Answer: It's kind of a crash course in marketing. It's the difference between live television and recorded shows. You're doing in-game promotions, you're in charge of halftime entertainment; the opening ceremony. If something goes wrong, it goes wrong in front of thousands of people. And you quickly learn to be prepared and to present the best possible scenario so those issues don't arise.
Question: Did anything ever go wrong?
Answer: We were dedicating the Thomas & Mack floor to (former UNLV men's basketball coach) Jerry Tarkanian (at halftime of a UNLV basketball game.) The whole thing was built on the lights going out and everybody doing the old intro when Jerry was the coach, the shark clap. The lights were controlled from a separate building and they had to flip the switch on and off. It was a little bit outdated. There's a cool-down period because these lights are extremely bright and very old, so there's 10 minutes we have to have for the lights to cool down before we can turn them back on. The lights go down, everyone's in a frenzy, and we're about ready to unveil the court and we need to turn the lights on, the lights don't go on. The system fried. All the anticipation is built and we couldn't get the lights back on for 15 minutes. It delayed the game.
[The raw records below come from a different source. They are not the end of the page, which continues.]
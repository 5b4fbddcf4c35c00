//! Bounded, adaptive, priority-aware in-memory cache for remotely fetched
//! image assets.
//!
//! [`AssetCache`] maps asset ids to [`AssetHandle`]s holding the fetched
//! bytes. Concurrent requests for the same id share one network fetch,
//! failures back off exponentially with jitter, and capacity shrinks as the
//! host reports memory pressure. [`CacheMonitor`] runs the periodic
//! pressure sweep and on-demand maintenance on top of the store's public
//! API.
//!
//! ```no_run
//! use std::sync::Arc;
//!
//! use blobcache_core::{AssetCache, ByteSize, CacheConfig, ProcessMemoryProvider};
//!
//! # async fn run() -> Result<(), Box<dyn std::error::Error>> {
//! let config = CacheConfig::load(None, None)?;
//! let budget = ByteSize::from_bytes(512 * 1024 * 1024);
//! let cache = AssetCache::from_config(&config, Arc::new(ProcessMemoryProvider::new(budget)))?;
//! let handle = cache.fetch("2cdc28f0-017a-49c4-9ed7-87056c83901f").await?;
//! println!("{} bytes", handle.bytes()?.len());
//! # Ok(())
//! # }
//! ```

pub mod config;
pub mod error;
pub mod events;
pub mod eviction;
pub mod fetcher;
pub mod handle;
pub mod memory;
pub mod monitor;
pub mod priority;
pub mod retry;
pub mod session;
pub mod store;
pub mod units;

pub use config::CacheConfig;
pub use error::{CacheError, ConfigError, FetchError, Result};
pub use events::CacheEvent;
pub use eviction::{CapacityLimits, CapacityPolicy, EvictionConfig, ScoreWeights};
pub use fetcher::{AssetFetcher, FetchedAsset, HttpAssetFetcher};
pub use handle::AssetHandle;
pub use memory::{
    HostMemoryProvider, ManualPressure, MemoryPressureProvider, MemorySnapshot, NoPressureSignal,
    PressureLevel, ProcessMemoryProvider,
};
pub use monitor::{CacheAnalysis, CacheMonitor, MonitorConfig, SweepOutcome};
pub use priority::{PriorityConfig, PriorityModel, Variant};
pub use retry::{RetryController, RetryPhase, RetryPolicy, RetryState};
pub use session::{AuthState, spawn_session_guard};
pub use store::{AssetCache, CacheStats, EntryInfo, PreloadReport};
pub use units::ByteSize;
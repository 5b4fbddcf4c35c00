//! Per-key retry bookkeeping with exponential backoff and jitter.
//!
//! A key with no record is `Fresh`. Each failed fetch bumps the attempt
//! counter and pushes the next eligible instant out by
//! `min(base * 2^(attempts - 1), max) + jitter`. Once the counter reaches
//! `max_attempts` the key stays ineligible until [`RetryController::reset`]
//! is called.

use std::time::{Duration, Instant};

use dashmap::DashMap;
use rand::Rng;
use serde::{Deserialize, Serialize};

use crate::error::CacheError;

/// Backoff parameters.
#[derive(Debug, Clone, PartialEq, Eq, Serialize, Deserialize)]
#[serde(default)]
pub struct RetryPolicy {
    pub base_delay_ms: u64,
    pub max_delay_ms: u64,
    pub jitter_ms: u64,
    pub max_attempts: u32,
}

impl Default for RetryPolicy {
    fn default() -> Self {
        Self {
            base_delay_ms: 1_000,
            max_delay_ms: 10_000,
            jitter_ms: 1_000,
            max_attempts: 3,
        }
    }
}

impl RetryPolicy {
    /// Deterministic part of the delay after `attempts` consecutive failures.
    pub fn backoff_delay(&self, attempts: u32) -> Duration {
        let exp = attempts.saturating_sub(1).min(63);
        let factor = 1u64.checked_shl(exp).unwrap_or(u64::MAX);
        let delay_ms = self
            .base_delay_ms
            .saturating_mul(factor)
            .min(self.max_delay_ms);
        Duration::from_millis(delay_ms)
    }

    fn jitter(&self) -> Duration {
        if self.jitter_ms == 0 {
            return Duration::ZERO;
        }
        Duration::from_millis(rand::rng().random_range(0..=self.jitter_ms))
    }

    /// Full delay including a fresh jitter sample.
    pub fn delay_for(&self, attempts: u32) -> Duration {
        self.backoff_delay(attempts) + self.jitter()
    }
}

/// Failure history for one key.
#[derive(Debug, Clone, Copy, PartialEq, Eq)]
pub struct RetryState {
    pub attempts: u32,
    pub last_attempt: Instant,
    pub next_eligible: Instant,
}

/// Where a key sits in the retry state machine.
#[derive(Debug, Clone, Copy, PartialEq, Eq)]
pub enum RetryPhase {
    Fresh,
    Backoff { attempts: u32, next_eligible: Instant },
    Exhausted { attempts: u32 },
}

#[derive(Debug)]
pub struct RetryController {
    policy: RetryPolicy,
    states: DashMap<String, RetryState>,
}

impl RetryController {
    pub fn new(policy: RetryPolicy) -> Self {
        Self {
            policy,
            states: DashMap::new(),
        }
    }

    pub fn policy(&self) -> &RetryPolicy {
        &self.policy
    }

    pub fn phase(&self, key: &str) -> RetryPhase {
        match self.states.get(key) {
            None => RetryPhase::Fresh,
            Some(state) if state.attempts >= self.policy.max_attempts => {
                RetryPhase::Exhausted {
                    attempts: state.attempts,
                }
            }
            Some(state) => RetryPhase::Backoff {
                attempts: state.attempts,
                next_eligible: state.next_eligible,
            },
        }
    }

    pub fn state(&self, key: &str) -> Option<RetryState> {
        self.states.get(key).map(|state| *state)
    }

    pub fn is_eligible(&self, key: &str, now: Instant) -> bool {
        self.check(key, now).is_ok()
    }

    /// Gate a fetch attempt for `key` at `now`.
    pub fn check(&self, key: &str, now: Instant) -> Result<(), CacheError> {
        match self.phase(key) {
            RetryPhase::Fresh => Ok(()),
            RetryPhase::Exhausted { attempts } => {
                Err(CacheError::RetryExhausted {
                    key: key.to_string(),
                    attempts,
                })
            }
            RetryPhase::Backoff { next_eligible, .. } if now < next_eligible => {
                Err(CacheError::RetryNotEligible {
                    key: key.to_string(),
                    eligible_at: next_eligible,
                })
            }
            RetryPhase::Backoff { .. } => Ok(()),
        }
    }

    /// Record a failed fetch and return the updated state.
    pub fn record_failure(&self, key: &str, now: Instant) -> RetryState {
        let max = self.policy.max_attempts.max(1);
        let mut entry = self
            .states
            .entry(key.to_string())
            .and_modify(|state| {
                state.attempts = state.attempts.saturating_add(1).min(max);
            })
            .or_insert(RetryState {
                attempts: 1,
                last_attempt: now,
                next_eligible: now,
            });

        let delay = self.policy.delay_for(entry.attempts);
        entry.last_attempt = now;
        entry.next_eligible = entry.next_eligible.max(now + delay);
        let state = *entry;
        drop(entry);

        if state.attempts >= max {
            log::warn!(
                "Retries exhausted for {} after {} attempts",
                key,
                state.attempts
            );
        } else {
            log::debug!(
                "Fetch for {} failed (attempt {}/{}), next retry in {:?}",
                key,
                state.attempts,
                max,
                state.next_eligible.saturating_duration_since(now)
            );
        }
        state
    }

    pub fn record_success(&self, key: &str) {
        self.states.remove(key);
    }

    /// User-initiated retry: forget the failure history so the next fetch
    /// is allowed immediately.
    pub fn reset(&self, key: &str) -> bool {
        self.states.remove(key).is_some()
    }

    pub fn clear(&self) {
        self.states.clear();
    }

    pub fn len(&self) -> usize {
        self.states.len()
    }

    pub fn is_empty(&self) -> bool {
        self.states.is_empty()
    }
}
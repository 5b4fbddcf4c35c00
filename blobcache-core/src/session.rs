use tokio::sync::watch;
use tokio::task::JoinHandle;

use crate::store::AssetCache;

/// Authentication state of the embedding application.
#[derive(Debug, Clone, PartialEq, Eq, Default)]
pub enum AuthState {
    #[default]
    SignedOut,
    SignedIn { user_id: String },
}

impl AuthState {
    pub fn is_signed_in(&self) -> bool {
        matches!(self, AuthState::SignedIn { .. })
    }
}

/// Clear `cache` whenever the observed auth state changes, so assets fetched
/// for one session never leak into the next.
///
/// Re-sending an identical state is not a transition. The task ends when the
/// sender is dropped.
pub fn spawn_session_guard(
    cache: AssetCache,
    mut auth: watch::Receiver<AuthState>,
) -> JoinHandle<()> {
    tokio::spawn(async move {
        let mut current = auth.borrow_and_update().clone();
        while auth.changed().await.is_ok() {
            let next = auth.borrow_and_update().clone();
            if next == current {
                continue;
            }
            log::info!(
                "Auth state changed (signed in: {} -> {}), clearing asset cache",
                current.is_signed_in(),
                next.is_signed_in()
            );
            cache.clear();
            current = next;
        }
        log::debug!("Auth state sender dropped, session guard exiting");
    })
}
use std::fmt;
use std::iter::Sum;

use serde::{Deserialize, Serialize};

/// Size of a cached payload, in bytes.
///
/// Formatting is base-2 (KiB, MiB) since payload sizes are compared against
/// host memory figures.
#[derive(
    Clone,
    Copy,
    Default,
    PartialEq,
    Eq,
    PartialOrd,
    Ord,
    Hash,
    Serialize,
    Deserialize,
)]
#[serde(transparent)]
pub struct ByteSize(u64);

impl ByteSize {
    pub const ZERO: Self = Self(0);
    const KIB: f64 = 1024.0;
    const MIB: f64 = 1024.0 * 1024.0;
    const GIB: f64 = 1024.0 * 1024.0 * 1024.0;

    pub const fn from_bytes(bytes: u64) -> Self {
        Self(bytes)
    }

    pub fn from_usize(bytes: usize) -> Self {
        Self(u64::try_from(bytes).unwrap_or(u64::MAX))
    }

    pub const fn as_bytes(self) -> u64 {
        self.0
    }

    pub const fn as_mib(self) -> f64 {
        self.0 as f64 / Self::MIB
    }

    /// MiB rounded to two decimals, the unit the cache reports use.
    pub fn as_mib_rounded(self) -> f64 {
        (self.as_mib() * 100.0).round() / 100.0
    }

    pub fn saturating_add(self, other: Self) -> Self {
        Self(self.0.saturating_add(other.0))
    }

    pub fn saturating_sub(self, other: Self) -> Self {
        Self(self.0.saturating_sub(other.0))
    }
}

impl Sum for ByteSize {
    fn sum<I: Iterator<Item = Self>>(iter: I) -> Self {
        iter.fold(Self::ZERO, Self::saturating_add)
    }
}

impl fmt::Debug for ByteSize {
    fn fmt(&self, f: &mut fmt::Formatter<'_>) -> fmt::Result {
        write!(f, "{} bytes", self.0)
    }
}

impl fmt::Display for ByteSize {
    fn fmt(&self, f: &mut fmt::Formatter<'_>) -> fmt::Result {
        let bytes = self.0 as f64;
        if bytes >= Self::GIB {
            write!(f, "{:.2} GiB", bytes / Self::GIB)
        } else if bytes >= Self::MIB {
            write!(f, "{:.1} MiB", bytes / Self::MIB)
        } else if bytes >= Self::KIB {
            write!(f, "{:.1} KiB", bytes / Self::KIB)
        } else {
            write!(f, "{} B", self.0)
        }
    }
}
Question: What's the most challenging aspect of your work at Town Square?
Answer: Because we're positioned, locationwise, on the south Strip, it's both a blessing and a curse, because of where we're spending our budget. Our goal is to create that gathering place for Las Vegas, a sense of community, which is the reason why we do the special events and nonprofit work. The challenge is being local-centric and being on the Strip and having the tourist market on your doorstep, you can't ignore those tourists who are coming to Las Vegas. You're kind of taking one budget and splitting it two different directions. How you approach marketing to locals is very different than how you would to tourists.
Question: What trends are you seeing that are affecting your event-planning decisions?
Answer: What we're seeing is that the consumer is much more savvy than ever before. Their ability to have access to a product in a store before ever getting to the center is larger than it's ever been. You can look at that product online; try it on in a virtual dressing room. Therefore, the challenge is to keep that consumer coming to your property. I think marketing professionals have to work harder and smarter. No longer can you just take money and throw it at advertising.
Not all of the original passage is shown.